Growing Corporate Leverage Posing Increasing Risk
BMI View: With elevated levels of household debt already weighing on the Korean economy, leverage within the corporate sector now appears also to be becoming a problem. Debt ratios of an increasing number of chaebols have risen to alarming levels and the recent failure of a number of conglomerates has sparked fear of further meltdowns. To us, a key risk stems from the cross-shareholding strategy that many chaebols employ in order to insulate themselves against market pressures and consequently guard against hostile takeover bids. The intricate relationships expose the balance sheet of healthy companies to a possible deterioration in financial health of numerous other companies to which they are linked.
South Korea appears to be unable to escape its addiction with debt. With elevated levels of household debt already constricting consumption and weighing on the country's economic growth, leverage within the corporate sector appears to progressively be becoming a problem for South Korea.

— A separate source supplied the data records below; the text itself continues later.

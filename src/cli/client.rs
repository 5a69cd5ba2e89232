//! HTTP client the CLI uses to talk to a running server.

use std::time::Duration;

use reqwest::{Client as ReqwestClient, Response, StatusCode};
use rust_decimal::Decimal;
use serde::de::DeserializeOwned;
use thiserror::Error;
use tracing::{debug, warn};

use crate::adapters::http::types::{
    CategoriesResponse, CreateItemRequest, ErrorResponse, ItemResponse,
    RegisterProgressionRequest, ReplaceCategoriesRequest, UpdateItemRequest,
};
use crate::domain::models::ItemId;

const REQUEST_TIMEOUT_SECS: u64 = 10;

#[derive(Debug, Error)]
pub enum ClientError {
    #[error("Network error: {0}")]
    Http(#[from] reqwest::Error),

    #[error("{message} ({code}, HTTP {status})")]
    Api {
        status: StatusCode,
        code: String,
        message: String,
    },
}

impl ClientError {
    /// Machine-readable error code, when the server supplied one.
    pub fn code(&self) -> Option<&str> {
        match self {
            Self::Api { code, .. } => Some(code),
            Self::Http(_) => None,
        }
    }
}

pub type ClientResult<T> = Result<T, ClientError>;

pub struct TodoClient {
    http_client: ReqwestClient,
    base_url: String,
}

impl TodoClient {
    pub fn new(base_url: impl Into<String>) -> ClientResult<Self> {
        let http_client = ReqwestClient::builder()
            .timeout(Duration::from_secs(REQUEST_TIMEOUT_SECS))
            .tcp_nodelay(true)
            .build()?;

        Ok(Self {
            http_client,
            base_url: base_url.into().trim_end_matches('/').to_string(),
        })
    }

    pub fn base_url(&self) -> &str {
        &self.base_url
    }

    fn url(&self, path: &str) -> String {
        format!("{}/api/v1{}", self.base_url, path)
    }

    pub async fn list_items(&self) -> ClientResult<Vec<ItemResponse>> {
        let response = self.http_client.get(self.url("/items")).send().await?;
        parse_response(response).await
    }

    pub async fn get_item(&self, id: ItemId) -> ClientResult<ItemResponse> {
        let response = self
            .http_client
            .get(self.url(&format!("/items/{id}")))
            .send()
            .await?;
        parse_response(response).await
    }

    pub async fn create_item(
        &self,
        title: &str,
        description: &str,
        category: &str,
    ) -> ClientResult<ItemResponse> {
        let body = CreateItemRequest {
            title: Some(title.to_string()),
            description: Some(description.to_string()),
            category: Some(category.to_string()),
        };
        let response = self
            .http_client
            .post(self.url("/items"))
            .json(&body)
            .send()
            .await?;
        parse_response(response).await
    }

    pub async fn update_item(&self, id: ItemId, description: &str) -> ClientResult<ItemResponse> {
        let body = UpdateItemRequest {
            description: Some(description.to_string()),
        };
        let response = self
            .http_client
            .put(self.url(&format!("/items/{id}")))
            .json(&body)
            .send()
            .await?;
        parse_response(response).await
    }

    pub async fn remove_item(&self, id: ItemId) -> ClientResult<ItemResponse> {
        let response = self
            .http_client
            .delete(self.url(&format!("/items/{id}")))
            .send()
            .await?;
        parse_response(response).await
    }

    pub async fn register_progression(
        &self,
        id: ItemId,
        date: &str,
        percent: Decimal,
    ) -> ClientResult<ItemResponse> {
        let body = RegisterProgressionRequest {
            date: Some(date.to_string()),
            percent: Some(percent),
        };
        let response = self
            .http_client
            .post(self.url(&format!("/items/{id}/progressions")))
            .json(&body)
            .send()
            .await?;
        parse_response(response).await
    }

    pub async fn categories(&self) -> ClientResult<CategoriesResponse> {
        let response = self.http_client.get(self.url("/categories")).send().await?;
        parse_response(response).await
    }

    pub async fn replace_categories(
        &self,
        categories: Vec<String>,
    ) -> ClientResult<CategoriesResponse> {
        let body = ReplaceCategoriesRequest { categories };
        let response = self
            .http_client
            .put(self.url("/categories"))
            .json(&body)
            .send()
            .await?;
        parse_response(response).await
    }
}

async fn parse_response<T: DeserializeOwned>(response: Response) -> ClientResult<T> {
    let status = response.status();
    if status.is_success() {
        debug!(%status, "request succeeded");
        return Ok(response.json::<T>().await?);
    }

    let body = response
        .text()
        .await
        .unwrap_or_else(|_| "Unable to read error body".to_string());
    warn!("API error ({}): {}", status, body);

    let (code, message) = match serde_json::from_str::<ErrorResponse>(&body) {
        Ok(err) => (err.code, err.error),
        Err(_) => ("HTTP_ERROR".to_string(), body),
    };
    Err(ClientError::Api {
        status,
        code,
        message,
    })
}
use super::config::{LogConfig, LogFormat, RotationPolicy};
use anyhow::{Context, Result};
use std::io;
use tracing::Level;
use tracing_appender::non_blocking::WorkerGuard;
use tracing_appender::rolling;
use tracing_subscriber::filter::LevelFilter;
use tracing_subscriber::fmt::format::FmtSpan;
use tracing_subscriber::layer::SubscriberExt;
use tracing_subscriber::util::SubscriberInitExt;
use tracing_subscriber::EnvFilter;

const LOG_FILE_NAME: &str = "todo-tracker.log";

/// Logger implementation using tracing
pub struct LoggerImpl {
    _guard: Option<WorkerGuard>,
}

impl LoggerImpl {
    /// Initialize the global subscriber with the given configuration.
    ///
    /// The returned value owns the file writer's guard and must be kept
    /// alive for as long as logs should be flushed.
    pub fn init(config: &LogConfig) -> Result<Self> {
        let default_level = parse_log_level(&config.level)?;

        let env_filter = EnvFilter::builder()
            .with_default_directive(LevelFilter::from_level(default_level).into())
            .from_env_lossy();

        let (file_layer, guard) = match config.log_dir {
            Some(ref log_dir) => {
                let file_appender = match config.rotation {
                    RotationPolicy::Daily => rolling::daily(log_dir, LOG_FILE_NAME),
                    RotationPolicy::Hourly => rolling::hourly(log_dir, LOG_FILE_NAME),
                    RotationPolicy::Never => rolling::never(log_dir, LOG_FILE_NAME),
                };
                let (non_blocking_file, guard) = tracing_appender::non_blocking(file_appender);

                // File output is always JSON
                let layer = tracing_subscriber::fmt::layer()
                    .json()
                    .with_writer(non_blocking_file)
                    .with_ansi(false)
                    .with_current_span(true)
                    .with_span_list(true)
                    .with_target(true)
                    .with_file(true)
                    .with_line_number(true);
                (Some(layer), Some(guard))
            }
            None => (None, None),
        };

        let stdout_enabled = config.enable_stdout || config.log_dir.is_none();

        let json_layer = (stdout_enabled && config.format == LogFormat::Json).then(|| {
            tracing_subscriber::fmt::layer()
                .json()
                .with_writer(io::stdout)
                .with_current_span(true)
                .with_target(true)
        });

        let pretty_layer = (stdout_enabled && config.format == LogFormat::Pretty).then(|| {
            tracing_subscriber::fmt::layer()
                .pretty()
                .with_writer(io::stdout)
                .with_target(true)
                .with_span_events(FmtSpan::CLOSE)
        });

        tracing_subscriber::registry()
            .with(env_filter)
            .with(file_layer)
            .with(json_layer)
            .with(pretty_layer)
            .try_init()
            .context("Failed to install tracing subscriber")?;

        tracing::info!(
            level = %config.level,
            format = ?config.format,
            file_output = config.log_dir.is_some(),
            "logger initialized"
        );

        Ok(Self { _guard: guard })
    }

    /// Install a minimal stderr subscriber for short-lived client commands.
    pub fn init_client(verbose: bool) {
        let level = if verbose { Level::DEBUG } else { Level::WARN };
        let env_filter = EnvFilter::builder()
            .with_default_directive(LevelFilter::from_level(level).into())
            .from_env_lossy();

        let _ = tracing_subscriber::registry()
            .with(env_filter)
            .with(tracing_subscriber::fmt::layer().with_writer(io::stderr))
            .try_init();
    }
}

/// Parse log level string to Level
fn parse_log_level(level: &str) -> Result<Level> {
    match level.to_lowercase().as_str() {
        "trace" => Ok(Level::TRACE),
        "debug" => Ok(Level::DEBUG),
        "info" => Ok(Level::INFO),
        "warn" => Ok(Level::WARN),
        "error" => Ok(Level::ERROR),
        _ => anyhow::bail!("Invalid log level: {level}"),
    }
}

In late September, five affiliates of the Tongyang Group, a mid-tier chaebol, filed for court receivership after succumbing to years of mounting financial losses. The final blow came when the group failed to secure sufficient funding to repay maturing debts at the end of last month. Earlier in June, STX Pan Ocean, the shipping arm of the STX Group, was forced into receivership after its aggressive debt-fuelled expansion back-fired amid a prolonged downturn in the global shipping industry.